Rev. Robert Mason, pastor of Greater Middle Baptist Church, gave the eulogy Monday at Hope Presbyterian Church. He said the late Ulysses Jones Jr. was a servant who didn't seek acclaim. His children, Ulysses Jones III and Victoria Olivia, spoke about the love they had for their father.

  Those who celebrated the life and legacy of state Rep. Ulysses Jones Jr. on Monday at Hope Presbyterian Church were told to keep their expressions to two minutes. But friends and colleagues took more time to tell their personal stories about Jones' work ethics and love for the constituents he served.
   The sentiments were pretty much the same: Jones worked diligently for Memphis and his constituents in District 98 (North Memphis, Raleigh and Frayser); he didn't seek acclaim or possess a haughty spirit; he was a man of his words; he fought to uplift the downtrodden.

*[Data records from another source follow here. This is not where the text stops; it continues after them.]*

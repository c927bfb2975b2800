use serde::{Deserialize, Serialize};

/// Preview metadata resolved for one page
///
/// Every field except `domain` may be absent. `domain` always falls back to
/// the hostname of the requested URL.
#[derive(Debug, Clone, Default, PartialEq, Eq, Serialize, Deserialize)]
#[serde(rename_all = "camelCase")]
pub struct PageMetadata {
    pub title: Option<String>,
    pub description: Option<String>,
    /// Absolute image URL
    pub image: Option<String>,
    /// Hostname with a leading `www.` stripped
    pub domain: String,
    /// Absolute favicon URL
    pub favicon: Option<String>,
    pub site_name: Option<String>,
}

impl PageMetadata {
    /// True when every field is present
    ///
    /// An incomplete static result escalates to the rendered path.
    pub fn is_complete(&self) -> bool {
        self.title.is_some()
            && self.description.is_some()
            && !self.domain.is_empty()
            && self.image.is_some()
            && self.favicon.is_some()
            && self.site_name.is_some()
    }

    /// Names of the absent fields, for logging escalation decisions
    pub fn missing_fields(&self) -> Vec<&'static str> {
        [
            ("title", self.title.is_none()),
            ("description", self.description.is_none()),
            ("domain", self.domain.is_empty()),
            ("image", self.image.is_none()),
            ("favicon", self.favicon.is_none()),
            ("siteName", self.site_name.is_none()),
        ]
        .into_iter()
        .filter_map(|(name, missing)| missing.then_some(name))
        .collect()
    }
}

#[cfg(test)]
mod tests {
    use super::*;

    fn complete() -> PageMetadata {
        PageMetadata {
            title: Some("Title".into()),
            description: Some("Description".into()),
            image: Some("https://example.com/a.png".into()),
            domain: "example.com".into(),
            favicon: Some("https://example.com/favicon.ico".into()),
            site_name: Some("Example".into()),
        }
    }

    #[test]
    fn completeness_requires_all_six_fields() {
        assert!(complete().is_complete());

        let mut partial = complete();
        partial.favicon = None;
        assert!(!partial.is_complete());
        assert_eq!(partial.missing_fields(), vec!["favicon"]);
    }

    #[test]
    fn serializes_with_camel_case_and_nulls() {
        let meta = PageMetadata {
            domain: "example.com".into(),
            ..Default::default()
        };
        let json = serde_json::to_value(&meta).unwrap();
        assert_eq!(json["domain"], "example.com");
        assert!(json["siteName"].is_null());
        assert!(json["image"].is_null());
    }
}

   The eulogist, Rev. Robert Mason, pastor of Greater Middle Baptist Church, noted Jones' rise from humble beginnings to become a battalion chief with the Memphis Fire Department and a respected lawmaker.
   He said Jones was a servant who didn't seek acclaim. 
   Memphis Mayor A C Wharton Jr. compared the lawmaker to the early disciples of Jesus Christ, saying he had a calling, just like the disciples, that intersected with his day job. "He was multidimensional," Wharton told the crowd of about 250 people, many of them fellow legislators and firefighters.
   Shelby County Mayor Mark Luttrell Jr. recalled a time when he was sheriff and sought support from a top lawmaker in the Tennessee General Assembly. "I was told to see Rep. Jones," he said, realizing there was a pecking order.
   Dr. Willie W. Herenton, former mayor of Memphis, said Jones was a good man who took care of Memphis, a man of his words. He said the lawmaker respected him and would tell him if a bill wasn't going to cut the muster.
   Shep Wilbun, a longtime friend, spoke on behalf of the North Memphis Round Table, a group of political activists, of which Jones was a member. A former Shelby County commissioner, city councilman, and Juvenile Court clerk, Wilbun said it was Jones who first encouraged him to run for political office.
   But no one expected the children of Jones to speak about their father. "I love my daddy... I was his princess," said Victoria Olivia, trying to get past the tears.
   Ulysses Jones III said while he and his father didn't agree on some things, he loved him just the same. "I loved my father and he loved me." 
   Jones was 59.

THE NORTH MEMPHIS ROUND TABLE: From left (first row): state Rep. Larry Miller, state Rep. Joe Towns Jr., Rev. Melvin D. Wade, and Rickey Peete. From left (second row): Jim Sellars, Antonio (2-Shay) Parkinson, Randy Wade, Shep Wilbun and City Councilman Joe Brown. (Photos by Wiley Henry)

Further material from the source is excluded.